Activation and activation‐induced death of human tonsillar B cells and Burkitt lymphoma cells: lack of CD95 (Fas/APO‐1) ligand expression and function

Abstract

Activation of T cells was shown to up‐regulate the Fas ligand (FasL) which binds to the CD95 (APO‐1/Fas) antigen and mediates activation‐induced cell death (AICD) of activated T cells and T lymphoma cells. A recent report showed that mouse B cells express the FasL upon activation with lipopolysaccharide (LPS).

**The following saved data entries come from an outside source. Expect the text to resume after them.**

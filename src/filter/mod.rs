//! Filter specs and their compilation to parameterized SQL

pub mod compiler;
pub mod spanish;
pub mod spec;
pub mod template;

pub use compiler::{compile, CompileError, CompiledQuery};
pub use spanish::SpanishDateError;
pub use spec::{CampaignKind, FilterSpec, SendMode};
pub use template::QueryTemplates;
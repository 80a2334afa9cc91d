use serde::{Deserialize, Serialize};
use std::collections::HashMap;

/// A single result row keyed by column name
pub type Row = HashMap<String, Value>;

/// Primitive values bound as query parameters and returned in rows
#[derive(Debug, Clone, PartialEq, Serialize, Deserialize)]
#[serde(untagged)]
pub enum Value {
    Null,
    Bool(bool),
    Int64(i64),
    Float64(f64),
    String(String),
}

impl Value {
    pub fn type_name(&self) -> &'static str {
        match self {
            Value::Null => "null",
            Value::Bool(_) => "bool",
            Value::Int64(_) => "int64",
            Value::Float64(_) => "float64",
            Value::String(_) => "string",
        }
    }

    pub fn as_i64(&self) -> Option<i64> {
        match self {
            Value::Int64(v) => Some(*v),
            // `as` saturates, so out-of-range floats must be refused first
            Value::Float64(v)
                if v.fract() == 0.0 && *v >= i64::MIN as f64 && *v < i64::MAX as f64 =>
            {
                Some(*v as i64)
            }
            _ => None,
        }
    }

    pub fn as_f64(&self) -> Option<f64> {
        match self {
            Value::Float64(v) => Some(*v),
            Value::Int64(v) => Some(*v as f64),
            _ => None,
        }
    }

    pub fn as_str(&self) -> Option<&str> {
        match self {
            Value::String(s) => Some(s),
            _ => None,
        }
    }

    pub fn is_null(&self) -> bool {
        matches!(self, Value::Null)
    }

    /// Convert a scalar JSON value. Arrays and objects have no primitive form.
    pub fn from_json(json: &serde_json::Value) -> Option<Self> {
        match json {
            serde_json::Value::Null => Some(Value::Null),
            serde_json::Value::Bool(b) => Some(Value::Bool(*b)),
            serde_json::Value::Number(n) => {
                if let Some(i) = n.as_i64() {
                    Some(Value::Int64(i))
                } else {
                    n.as_f64().map(Value::Float64)
                }
            }
            serde_json::Value::String(s) => Some(Value::String(s.clone())),
            serde_json::Value::Array(_) | serde_json::Value::Object(_) => None,
        }
    }
}

impl Default for Value {
    fn default() -> Self {
        Value::Null
    }
}

impl From<i64> for Value {
    fn from(v: i64) -> Self {
        Value::Int64(v)
    }
}

impl From<f64> for Value {
    fn from(v: f64) -> Self {
        Value::Float64(v)
    }
}

impl From<bool> for Value {
    fn from(v: bool) -> Self {
        Value::Bool(v)
    }
}

impl From<&str> for Value {
    fn from(v: &str) -> Self {
        Value::String(v.to_string())
    }
}

impl From<String> for Value {
    fn from(v: String) -> Self {
        Value::String(v)
    }
}

impl std::fmt::Display for Value {
    fn fmt(&self, f: &mut std::fmt::Formatter<'_>) -> std::fmt::Result {
        match self {
            Value::Null => write!(f, "NULL"),
            Value::Bool(b) => write!(f, "{}", b),
            Value::Int64(i) => write!(f, "{}", i),
            Value::Float64(v) => write!(f, "{}", v),
            Value::String(s) => write!(f, "{}", s),
        }
    }
}
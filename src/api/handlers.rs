use axum::{
    extract::{rejection::JsonRejection, Path, Query, State},
    http::StatusCode,
    response::IntoResponse,
    Json,
};
use serde::{Deserialize, Serialize};
use std::sync::Arc;

use crate::cache::{CacheStats, QueryCache};
use crate::data::Row;
use crate::filter::QueryTemplates;
use crate::query::{FilterQueryError, FilterRequest, FilterService};
use crate::schema::{catalog, ColumnDescriptor, SchemaCache, SchemaError};
use crate::warehouse::Warehouse;

/// Message returned for any downstream failure; details go to the log
const INTERNAL_ERROR_MESSAGE: &str = "Error executing filter query";

/// Application state shared across handlers
pub struct AppState {
    pub warehouse: Arc<dyn Warehouse>,
    pub cache: Arc<QueryCache>,
    pub schemas: Arc<SchemaCache>,
    pub service: FilterService,
}

impl AppState {
    /// Wire the schema cache and filter service around a warehouse and a
    /// query cache constructed once at startup
    pub fn new(
        warehouse: Arc<dyn Warehouse>,
        cache: Arc<QueryCache>,
        project: &str,
        dataset: &str,
        templates: QueryTemplates,
    ) -> Self {
        let schemas = Arc::new(SchemaCache::new(Arc::clone(&warehouse), project, dataset));
        let service = FilterService::new(
            Arc::clone(&warehouse),
            Arc::clone(&schemas),
            Arc::clone(&cache),
            templates,
        );

        Self {
            warehouse,
            cache,
            schemas,
            service,
        }
    }
}

// ============================================================================
// Health Check
// ============================================================================

#[derive(Serialize)]
pub struct HealthResponse {
    pub status: &'static str,
    pub version: &'static str,
}

pub async fn health_check() -> Json<HealthResponse> {
    Json(HealthResponse {
        status: "healthy",
        version: env!("CARGO_PKG_VERSION"),
    })
}

// ============================================================================
// Filter Query
// ============================================================================

#[derive(Serialize)]
pub struct FilterResponse {
    pub rows: Arc<Vec<Row>>,
    #[serde(rename = "fromCache")]
    pub from_cache: bool,
}

pub async fn filter_query(
    State(state): State<Arc<AppState>>,
    payload: Result<Json<serde_json::Value>, JsonRejection>,
) -> Result<Json<FilterResponse>, ApiError> {
    let Json(body) = payload.map_err(|e| ApiError::BadRequest(e.body_text()))?;
    let request = FilterRequest::from_json(&body)?;

    let outcome = state.service.run(&request).await?;

    Ok(Json(FilterResponse {
        rows: outcome.rows,
        from_cache: outcome.from_cache,
    }))
}

// ============================================================================
// Cache Administration
// ============================================================================

#[derive(Serialize)]
pub struct CacheStatsResponse {
    pub success: bool,
    pub stats: CacheStats,
}

pub async fn cache_stats(State(state): State<Arc<AppState>>) -> Json<CacheStatsResponse> {
    Json(CacheStatsResponse {
        success: true,
        stats: state.cache.stats(),
    })
}

#[derive(Deserialize)]
pub struct CacheDeleteParams {
    pub key: Option<String>,
}

#[derive(Serialize)]
pub struct CacheDeleteResponse {
    pub success: bool,
    #[serde(skip_serializing_if = "Option::is_none")]
    pub deleted: Option<bool>,
    pub message: String,
}

/// `DELETE /cache?key=<k>` removes one entry; without a key (or with an empty
/// one) everything is cleared
pub async fn cache_delete(
    State(state): State<Arc<AppState>>,
    Query(params): Query<CacheDeleteParams>,
) -> Json<CacheDeleteResponse> {
    match params.key.filter(|k| !k.is_empty()) {
        Some(key) => {
            let deleted = state.cache.delete(&key);
            let message = if deleted {
                format!("Cache entry '{}' deleted", key)
            } else {
                format!("Cache entry '{}' not found", key)
            };
            Json(CacheDeleteResponse {
                success: true,
                deleted: Some(deleted),
                message,
            })
        }
        None => {
            state.cache.clear();
            tracing::info!("Query cache cleared");
            Json(CacheDeleteResponse {
                success: true,
                deleted: None,
                message: "Cache cleared".to_string(),
            })
        }
    }
}

#[derive(Serialize)]
pub struct CacheCleanResponse {
    pub success: bool,
    pub cleaned: usize,
    pub stats: CacheStats,
}

pub async fn cache_clean(State(state): State<Arc<AppState>>) -> Json<CacheCleanResponse> {
    let cleaned = state.cache.clean_expired();
    tracing::info!("Removed {} expired cache entries", cleaned);

    Json(CacheCleanResponse {
        success: true,
        cleaned,
        stats: state.cache.stats(),
    })
}

// ============================================================================
// Schema Introspection
// ============================================================================

#[derive(Serialize)]
pub struct SchemaResponse {
    pub table: String,
    pub columns: Vec<ColumnDescriptor>,
    pub tables: Vec<String>,
}

pub async fn table_schema(
    State(state): State<Arc<AppState>>,
    Path(table): Path<String>,
) -> Result<Json<SchemaResponse>, ApiError> {
    let table_ref = state.schemas.table_ref(&table);
    table_ref.validate()?;

    let warehouse = state.warehouse.as_ref();
    let (columns, tables) = tokio::join!(
        catalog::fetch_columns(warehouse, &table_ref),
        catalog::list_tables(warehouse, &table_ref.project, &table_ref.dataset),
    );
    let columns = columns.map_err(|e| ApiError::internal("schema lookup", e))?;
    let tables = tables.map_err(|e| ApiError::internal("table listing", e))?;

    if columns.is_empty() {
        return Err(ApiError::NotFound(format!("Table '{}' not found", table)));
    }

    Ok(Json(SchemaResponse {
        table,
        columns,
        tables,
    }))
}

/// Forget a cached schema so the next filter query reloads it
pub async fn invalidate_schema(
    State(state): State<Arc<AppState>>,
    Path(table): Path<String>,
) -> Result<Json<serde_json::Value>, ApiError> {
    let table_ref = state.schemas.table_ref(&table);
    table_ref.validate()?;

    let invalidated = state.schemas.invalidate(&table_ref).await;
    if invalidated {
        tracing::info!(table = %table_ref, "Schema invalidated");
    }

    Ok(Json(serde_json::json!({
        "success": true,
        "invalidated": invalidated,
    })))
}

// ============================================================================
// Error Handling
// ============================================================================

#[derive(Debug)]
pub enum ApiError {
    BadRequest(String),
    NotFound(String),
    Internal(String),
}

impl ApiError {
    /// Log the cause, answer with the generic message
    fn internal(context: &str, error: impl std::fmt::Display) -> Self {
        tracing::error!("{} failed: {}", context, error);
        ApiError::Internal(INTERNAL_ERROR_MESSAGE.to_string())
    }
}

impl From<FilterQueryError> for ApiError {
    fn from(error: FilterQueryError) -> Self {
        match error {
            FilterQueryError::BadRequest(msg) => ApiError::BadRequest(msg),
            other => ApiError::internal("Filter query", other),
        }
    }
}

impl From<SchemaError> for ApiError {
    fn from(error: SchemaError) -> Self {
        match error {
            SchemaError::InvalidIdentifier(name) => {
                ApiError::BadRequest(format!("Invalid identifier: '{}'", name))
            }
            SchemaError::TableNotFound(name) => {
                ApiError::NotFound(format!("Table '{}' not found", name))
            }
            other => ApiError::internal("Schema lookup", other),
        }
    }
}

impl IntoResponse for ApiError {
    fn into_response(self) -> axum::response::Response {
        let (status, message) = match self {
            ApiError::BadRequest(msg) => (StatusCode::BAD_REQUEST, msg),
            ApiError::NotFound(msg) => (StatusCode::NOT_FOUND, msg),
            ApiError::Internal(msg) => (StatusCode::INTERNAL_SERVER_ERROR, msg),
        };

        let body = serde_json::json!({
            "error": message
        });

        (status, Json(body)).into_response()
    }
}
//! Filter query payload validation
//!
//! The payload is checked by hand rather than through a typed extractor so
//! that every shape problem is reported as a 400 before any I/O happens.

use serde_json::Value as Json;

use super::FilterQueryError;
use crate::filter::{CampaignKind, FilterSpec, SendMode};

/// A validated filter query
#[derive(Debug, Clone, PartialEq)]
pub struct FilterRequest {
    pub table: String,
    pub filters: Vec<FilterSpec>,
    pub campaign: CampaignKind,
    pub mode: SendMode,
}

impl FilterRequest {
    pub fn new(table: impl Into<String>, filters: Vec<FilterSpec>) -> Self {
        Self {
            table: table.into(),
            filters,
            campaign: CampaignKind::Unspecified,
            mode: SendMode::default(),
        }
    }

    pub fn with_campaign(mut self, campaign: CampaignKind) -> Self {
        self.campaign = campaign;
        self
    }

    pub fn with_mode(mut self, mode: SendMode) -> Self {
        self.mode = mode;
        self
    }

    /// Validate `{ table, filters, tipoCampana?, modoEnvio? }`
    pub fn from_json(body: &Json) -> Result<Self, FilterQueryError> {
        let bad = |msg: &str| FilterQueryError::BadRequest(msg.to_string());

        let table = match body.get("table") {
            Some(Json::String(t)) if !t.trim().is_empty() => t.trim().to_string(),
            _ => return Err(bad("'table' is required and must be a non-empty string")),
        };

        let filters = match body.get("filters") {
            Some(Json::Array(items)) => items
                .iter()
                .enumerate()
                .map(|(i, item)| {
                    serde_json::from_value::<FilterSpec>(item.clone()).map_err(|e| {
                        FilterQueryError::BadRequest(format!("filters[{}]: {}", i, e))
                    })
                })
                .collect::<Result<Vec<_>, _>>()?,
            _ => return Err(bad("'filters' is required and must be a list")),
        };

        let campaign = match body.get("tipoCampana") {
            None | Some(Json::Null) => CampaignKind::Unspecified,
            Some(Json::String(kind)) => CampaignKind::from_raw(Some(kind.as_str())),
            Some(_) => return Err(bad("'tipoCampana' must be a string")),
        };

        let mode = match body.get("modoEnvio") {
            None | Some(Json::Null) => SendMode::default(),
            Some(Json::String(mode)) if mode.is_empty() => SendMode::default(),
            Some(Json::String(mode)) => mode.parse().map_err(FilterQueryError::BadRequest)?,
            Some(_) => return Err(bad("'modoEnvio' must be \"M0\" or \"M1\"")),
        };

        Ok(Self {
            table,
            filters,
            campaign,
            mode,
        })
    }
}

#[cfg(test)]
mod tests {
    use super::*;
    use serde_json::json;

    #[test]
    fn test_full_payload() {
        let request = FilterRequest::from_json(&json!({
            "table": "clientes",
            "filters": [{"column": "edad", "type": "segmentacion", "value": "30"}],
            "tipoCampana": "Recordatorio",
            "modoEnvio": "M0"
        }))
        .unwrap();

        assert_eq!(request.table, "clientes");
        assert_eq!(request.filters.len(), 1);
        assert_eq!(request.campaign, CampaignKind::Reminder);
        assert_eq!(request.mode, SendMode::M0);
    }

    #[test]
    fn test_defaults() {
        let request =
            FilterRequest::from_json(&json!({"table": "clientes", "filters": []})).unwrap();

        assert_eq!(request.campaign, CampaignKind::Unspecified);
        assert_eq!(request.mode, SendMode::M1);
    }

    #[test]
    fn test_malformed_payloads() {
        for body in [
            json!({}),
            json!({"filters": []}),
            json!({"table": "", "filters": []}),
            json!({"table": 5, "filters": []}),
            json!({"table": "clientes"}),
            json!({"table": "clientes", "filters": {"column": "edad"}}),
            json!({"table": "clientes", "filters": [{"value": 1}]}),
            json!({"table": "clientes", "filters": [], "modoEnvio": "M7"}),
            json!({"table": "clientes", "filters": [], "tipoCampana": 3}),
            json!([1, 2, 3]),
        ] {
            assert!(
                matches!(
                    FilterRequest::from_json(&body),
                    Err(FilterQueryError::BadRequest(_))
                ),
                "{} should be rejected",
                body
            );
        }
    }
}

We therefore asked whether activation of human B cells induces expression of FasL and whether AICD is mediated, as in T cells, through autocrine production of the FasL. We used human tonsillar B cells and Burkitt lymphoma cell lines which were activated by CD40 ligand, surface (s)IgM cross‐linking, or LPS. Northern and Western blot analysis failed to detect FasL during B cell activation or AICD of both normal and malignant B cells. Low‐level expression of FasL was detected by reverse transcriptase‐polymerase chain reaction. Functional experiments, however, showed that FasL is not functionally expressed upon activation. IgM‐mediated AICD in the tonsillar or Burkitt lymphoma B cells could not be inhibited by FasL blocking. Thus, our data show that, in contrast to T cells, activation of normal or malignant human B cells does not lead to functional FasL expression.